Running memories and images on in your mind like a film

Riley had very upsetting images of the accident that kept coming into mind.

This can be common when someone has witnessed a death. Sometimes, these images can be vivid even when we didn’t witness the events.

It can be helpful if you have ‘stuck’ images to run the memory or image on in your mind past the stuck or upsetting point. Keep playing the memory like a movie, and then in your mind go past the stuck point that has kept coming into your mind, so you move on to the next scene.

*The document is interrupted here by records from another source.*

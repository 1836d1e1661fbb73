//! SOCKS5 reply builder

use crate::agent::socks::consts::*;
use crate::error::{RelayError, Socks5ReplyCode};
use crate::protocol::write_all_bytes;
use std::net::{Ipv4Addr, SocketAddr};
use tokio::io::{AsyncWrite, AsyncWriteExt};

/// Encode a reply
///
/// ```text
/// +----+-----+-------+------+----------+----------+
/// |VER | REP |  RSV  | ATYP | BND.ADDR | BND.PORT |
/// +----+-----+-------+------+----------+----------+
/// | 1  |  1  | X'00' |  1   | Variable |    2     |
/// +----+-----+-------+------+----------+----------+
/// ```
///
/// Without a bound address, `0.0.0.0:0` is reported.
pub fn build_reply(code: Socks5ReplyCode, bind_addr: Option<SocketAddr>) -> Vec<u8> {
    let bind_addr = bind_addr.unwrap_or_else(|| SocketAddr::from((Ipv4Addr::UNSPECIFIED, 0)));

    let mut reply = vec![SOCKS5_VERSION, code.into(), SOCKS5_RESERVED];
    match bind_addr {
        SocketAddr::V4(addr) => {
            reply.push(SOCKS5_ADDR_TYPE_IPV4);
            reply.extend_from_slice(&addr.ip().octets());
        }
        SocketAddr::V6(addr) => {
            reply.push(SOCKS5_ADDR_TYPE_IPV6);
            reply.extend_from_slice(&addr.ip().octets());
        }
    }
    reply.extend_from_slice(&bind_addr.port().to_be_bytes());
    reply
}

/// Write a reply and flush it
pub async fn send_reply<S>(
    stream: &mut S,
    code: Socks5ReplyCode,
    bind_addr: Option<SocketAddr>,
) -> Result<(), RelayError>
where
    S: AsyncWrite + Unpin,
{
    write_all_bytes(stream, &build_reply(code, bind_addr)).await?;
    stream.flush().await?;
    Ok(())
}

#[cfg(test)]
mod tests {
    use super::*;

    #[test]
    fn test_build_reply_default_address() {
        let reply = build_reply(Socks5ReplyCode::Succeeded, None);
        assert_eq!(reply, vec![5, 0, 0, 1, 0, 0, 0, 0, 0, 0]);
    }

    #[test]
    fn test_build_reply_ipv6() {
        let addr: SocketAddr = "[::1]:8080".parse().unwrap();
        let reply = build_reply(Socks5ReplyCode::CommandNotSupported, Some(addr));

        assert_eq!(reply.len(), 4 + 16 + 2);
        assert_eq!(reply[1], 0x07);
        assert_eq!(reply[3], SOCKS5_ADDR_TYPE_IPV6);
        assert_eq!(&reply[20..], &8080u16.to_be_bytes());
    }
}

For Riley, this was imagining Charlie having a peaceful sleep under a tree in a beautiful forest. 

 

The steps that Riley used for the stuck image of Charlie in the accident were:

Imagery Exercise 1

Step 1. Note the stuck image:

  • Charlie in the accident.

Step 2. Think about the meaning of the image (What is the worst thing about the image? What does it feel like it says about you as a person? What does it say about the person who passed away?)  

  • It was my fault. I should have done something more to stop the accident. Charlie suffered.

Step 3. What do you know now to be true?

  • I learned in Module 3 that it was not my fault, although it felt like my fault. I now know that the weather and the driver of the car were responsible for the accident. Charlie is no longer suffering.

Step 4. What image might represent that the person is no longer suffering?

  • Charlie sleeping peacefully under tree.

Step 5.  Call to mind the stuck image then run it onto the peaceful image. 

  • I imagined the accident image moving on to Charlie sleeping under the tree, like fast forwarding a movie on TV.